SEO Visibility Shifts from Review Sites to eCommmerce & User-Generated Content Sites in 2024 by Lily Ray & Silvia Gituto, Amsive.
Excerpt: “Our research revealed a significant shift in top-ranking pages for many commercial queries, where product review & affiliate sites ranked in the top 10 positions last year, but were largely replaced by eCommerce stores in May 2024.”
Excerpt: “Because our index isn’t as large yet, we spend a lot of time building trust scores for domains and web pages. We prioritize high-quality content and use LLMs to detect and prefer reputable sources. People often try to game ranking signals, but since we don’t use the same ones as traditional search engines, spam content doesn’t rise as high in our rankings.” (Cleaned with ChatGPT, see below.)
CLICK HERE SEE THE CONVO: I copied the transcript from YouTube and had ChatGPT (GPT-4o) clean it and format it. Click here to read that (and just know it may have LLM errors, so I’d check the original video to confirm). 🙂

Episode transcript:

“You’re listening to Gradient Descent, a show about making machine learning work in the real world. I’m your host, Lucas Bwal. Today, I’m talking to Denis Yaritz, who is the CTO of Perplexity, which is one of the most exciting and successful generative applications out there. It was a fantastic opportunity to talk to him about how he thinks about product success, building high-quality generative applications, structuring his team, and setting up his company for success. I hope you enjoy this interview as much as I enjoyed doing it.

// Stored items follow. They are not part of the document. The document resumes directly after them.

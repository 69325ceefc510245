//! Error types for the library server

use axum::{
    extract::rejection::JsonRejection,
    http::StatusCode,
    response::{IntoResponse, Response},
    Json,
};
use serde::Serialize;
use thiserror::Error;

/// Machine-readable error codes sent in every error body
#[derive(Debug, Clone, Copy, PartialEq, Eq)]
#[repr(u32)]
pub enum ErrorCode {
    Failure = 1,
    NotAuthenticated = 2,
    Forbidden = 3,
    DbFailure = 4,
    NotFound = 5,
    Conflict = 6,
    BadValue = 7,
}

/// Main application error type
#[derive(Error, Debug)]
pub enum AppError {
    #[error("Authentication failed: {0}")]
    Authentication(String),

    #[error("Authorization failed: {0}")]
    Authorization(String),

    #[error("Not found: {0}")]
    NotFound(String),

    #[error("Validation error: {0}")]
    Validation(String),

    #[error("Database error: {0}")]
    Database(#[from] sqlx::Error),

    #[error("Conflict: {0}")]
    Conflict(String),

    #[error("Bad request: {0}")]
    BadRequest(String),

    #[error("Internal server error: {0}")]
    Internal(String),
}

impl AppError {
    /// HTTP status, error code and client-facing message for this error
    pub fn parts(&self) -> (StatusCode, ErrorCode, String) {
        match self {
            AppError::Authentication(msg) => {
                (StatusCode::UNAUTHORIZED, ErrorCode::NotAuthenticated, msg.clone())
            }
            AppError::Authorization(msg) => {
                (StatusCode::FORBIDDEN, ErrorCode::Forbidden, msg.clone())
            }
            AppError::NotFound(msg) => (StatusCode::NOT_FOUND, ErrorCode::NotFound, msg.clone()),
            AppError::Validation(msg) => {
                (StatusCode::BAD_REQUEST, ErrorCode::BadValue, msg.clone())
            }
            AppError::Database(_) => (
                StatusCode::INTERNAL_SERVER_ERROR,
                ErrorCode::DbFailure,
                "Database error".to_string(),
            ),
            // Conflicting state is reported as a plain bad request
            AppError::Conflict(msg) => (StatusCode::BAD_REQUEST, ErrorCode::Conflict, msg.clone()),
            AppError::BadRequest(msg) => {
                (StatusCode::BAD_REQUEST, ErrorCode::BadValue, msg.clone())
            }
            AppError::Internal(_) => (
                StatusCode::INTERNAL_SERVER_ERROR,
                ErrorCode::Failure,
                "Internal server error".to_string(),
            ),
        }
    }
}

impl From<validator::ValidationErrors> for AppError {
    fn from(errors: validator::ValidationErrors) -> Self {
        AppError::Validation(errors.to_string())
    }
}

impl From<JsonRejection> for AppError {
    fn from(rejection: JsonRejection) -> Self {
        AppError::BadRequest(rejection.body_text())
    }
}

/// Error response body
#[derive(Serialize, utoipa::ToSchema)]
pub struct ErrorResponse {
    pub code: u32,
    pub error: String,
    pub message: String,
}

impl IntoResponse for AppError {
    fn into_response(self) -> Response {
        match &self {
            AppError::Database(e) => tracing::error!("Database error: {:?}", e),
            AppError::Internal(msg) => tracing::error!("Internal error: {}", msg),
            _ => {}
        }

        let (status, code, message) = self.parts();

        let body = Json(ErrorResponse {
            code: code as u32,
            error: format!("{:?}", code),
            message,
        });

        (status, body).into_response()
    }
}

/// Result type alias for application operations
pub type AppResult<T> = Result<T, AppError>;

#[cfg(test)]
mod tests {
    use super::*;

    #[test]
    fn test_conflict_maps_to_bad_request() {
        let (status, code, message) = AppError::Conflict("Book not available".into()).parts();
        assert_eq!(status, StatusCode::BAD_REQUEST);
        assert_eq!(code, ErrorCode::Conflict);
        assert_eq!(message, "Book not available");
    }

    #[test]
    fn test_internal_errors_do_not_leak() {
        let (status, _, message) = AppError::Internal("pool exhausted at 10.0.0.3".into()).parts();
        assert_eq!(status, StatusCode::INTERNAL_SERVER_ERROR);
        assert_eq!(message, "Internal server error");

        let (status, code, message) = AppError::Database(sqlx::Error::PoolTimedOut).parts();
        assert_eq!(status, StatusCode::INTERNAL_SERVER_ERROR);
        assert_eq!(code, ErrorCode::DbFailure);
        assert_eq!(message, "Database error");
    }

    #[test]
    fn test_auth_status_codes() {
        assert_eq!(
            AppError::Authentication("no token".into()).parts().0,
            StatusCode::UNAUTHORIZED
        );
        assert_eq!(
            AppError::Authorization("not yours".into()).parts().0,
            StatusCode::FORBIDDEN
        );
    }
}
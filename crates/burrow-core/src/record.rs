use jiff::Timestamp;
use serde::{Deserialize, Serialize};

/// A stored URL mapping in the registry.
#[derive(Debug, Clone, PartialEq, Eq, Serialize, Deserialize)]
pub struct MappingRecord {
    /// The original URL that was shortened.
    pub original_url: String,
    /// How many times the short code has been followed.
    pub click_count: u64,
    /// When the mapping was created (UTC).
    pub created_at: Timestamp,
}

impl MappingRecord {
    /// Creates a fresh record with no clicks, stamped with the current time.
    pub fn new(original_url: impl Into<String>) -> Self {
        Self {
            original_url: original_url.into(),
            click_count: 0,
            created_at: Timestamp::now(),
        }
    }
}

/// Usage statistics for a short code.
#[derive(Debug, Clone, PartialEq, Eq, Serialize, Deserialize)]
pub struct UrlStats {
    pub original_url: String,
    pub click_count: u64,
    pub created_at: Timestamp,
}

impl From<MappingRecord> for UrlStats {
    fn from(record: MappingRecord) -> Self {
        Self {
            original_url: record.original_url,
            click_count: record.click_count,
            created_at: record.created_at,
        }
    }
}
pub mod random;
pub mod seq;

pub use random::RandomGenerator;
pub use seq::SeqGenerator;

use burrow_core::ShortCode;

/// Trait for generating candidate short codes.
///
/// Implementations are pure generators that don't interact with storage.
/// A candidate may collide with a code already in the registry; the
/// allocator is responsible for checking and retrying.
pub trait Generator: Send + Sync + 'static {
    type Output: Into<ShortCode>;

    /// Produces the next candidate.
    fn generate(&self) -> Self::Output;
}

I am actually a heavy Perplexity user myself and was excited to talk to you. For those listening who don’t know what Perplexity is, would you mind describing it?

Denis: Yeah, Perplexity is foremost an answer engine. It’s the fastest way to get answers to your questions, no matter how difficult they are. We’re trying to combine advancements in search engines and large language modeling to deliver this technology. Two things we focus on are ensuring our answers are high quality and helpful, and delivering them quickly.

Lucas: What parts do you handle yourself and what parts are you using third-party APIs for?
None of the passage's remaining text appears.